P/1 – Estava sendo demitido?
R – Aí fui, estava sendo demitido e aí a Marisa fica por mais um tempo então e o pessoal... A Marisa e a Jô ajudaram muito a gente ali, né? E foi muito interessante, aí nós fizemos esse trabalho, nós ficamos um ano e pouco trabalhando em cima de um Atlas que era uma proposta de planejamento, então de olhar, pensar o Estado ainda em territórios da territorialização mesmo e fazer uma proposta para o Estado. Aí saiu esse material foi o meu primeiro trabalho como Geografia de forma sistematizada.

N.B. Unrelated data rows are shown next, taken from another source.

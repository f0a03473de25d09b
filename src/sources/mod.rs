//! Providers of raw candidate names for each category.
//!
//! The engine never talks to the host project directly; it asks a
//! [`NameSource`] for the raw strings at generation time. Sources return
//! names as the host stores them: sanitizing and de-duplication happen in
//! the engine.

mod unity;

pub use unity::{
    parse_axes, parse_layers, parse_sorting_layers, parse_tags, ProjectSettingsSource,
    BUILTIN_TAGS, INPUT_MANAGER_FILE, TAG_MANAGER_FILE,
};

use crate::error::AppError;

/// Supplies the raw names for one category.
pub trait NameSource {
    fn names(&self) -> Result<Vec<String>, AppError>;
}

/// Any closure returning a name list is a source.
impl<F> NameSource for F
where
    F: Fn() -> Vec<String>,
{
    fn names(&self) -> Result<Vec<String>, AppError> {
        Ok(self())
    }
}

/// Fixed list, typically from the `[names]` configuration table.
#[derive(Debug, Clone, Default)]
pub struct StaticNames(pub Vec<String>);

impl NameSource for StaticNames {
    fn names(&self) -> Result<Vec<String>, AppError> {
        Ok(self.0.clone())
    }
}

#[cfg(test)]
mod tests {
    use super::*;

    #[test]
    fn test_closure_source() {
        let source = || vec!["A".to_string(), "B".to_string()];
        assert_eq!(source.names().unwrap(), vec!["A", "B"]);
    }

    #[test]
    fn test_static_source() {
        let source = StaticNames(vec!["Jump".to_string()]);
        assert_eq!(source.names().unwrap(), vec!["Jump"]);
    }
}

Dali, da Secretaria... Ah então aí mudou a gestão novamente etc. eu fiquei um tempo na Car e na Car também fiz um trabalho de Geografia interessante propondo novos escritórios de ação regional, fiz todo o desenho, aí foi com base no recorte técnico mesmo... Então, porque você começa a ver áreas de influencias de políticos, então por que tem o escritório lá? Porque o político está lá, entendeu? E isso onera o Estado e etc. e tal. Então a gente redistribuiu, eu cortei escritórios, aliás, sou odiado até hoje porque tirei cargo de diretor, mas era uma coisa em cima do técnico, olha a decisão não é minha está aqui a gente fez esse trabalho e de lá... Aí mudou a gestão e a pessoa que estava com a gente não teve mais como segurar e um belo dia eu fui demitido, aí eu falei: “Agora eu vou ver o que vou fazer, acho que vou realmente...”. Ah, aí fui demitido e fiquei um ano e eu fui dar aulas, mas aí eu não queria dar aulas no Estado... Eu lembro que um colega meu levou... Primeiro porque não pagava nada e aí já estava numa altura que não dava mais para sobreviver com qualquer salário e é muito degradante mesmo o salário do professor do Estado e aí um colega fala assim... Não, antes disso aí novamente eu saio com a pastinha debaixo do braço distribuindo currículo, mas não é qualquer escola também tanto é que eu fui... O Caravelas, por exemplo, depois eu fiquei sabendo que as meninas tinham relação, eu fui até a etapa final no Caravelas e elas tinham feito a opção por mim na disciplina lá na Geografia, né? Mas aí eu fui para a escola particular que foi muito interessante o contato com a molecada etc. e tal, embora para quem não tinha traquejo era um desgaste porque você se dedica muito e eu fazia as coisas muito certinhas era o primeiro período que estava montando etc. e tal e...
P/1 – Que escola que era?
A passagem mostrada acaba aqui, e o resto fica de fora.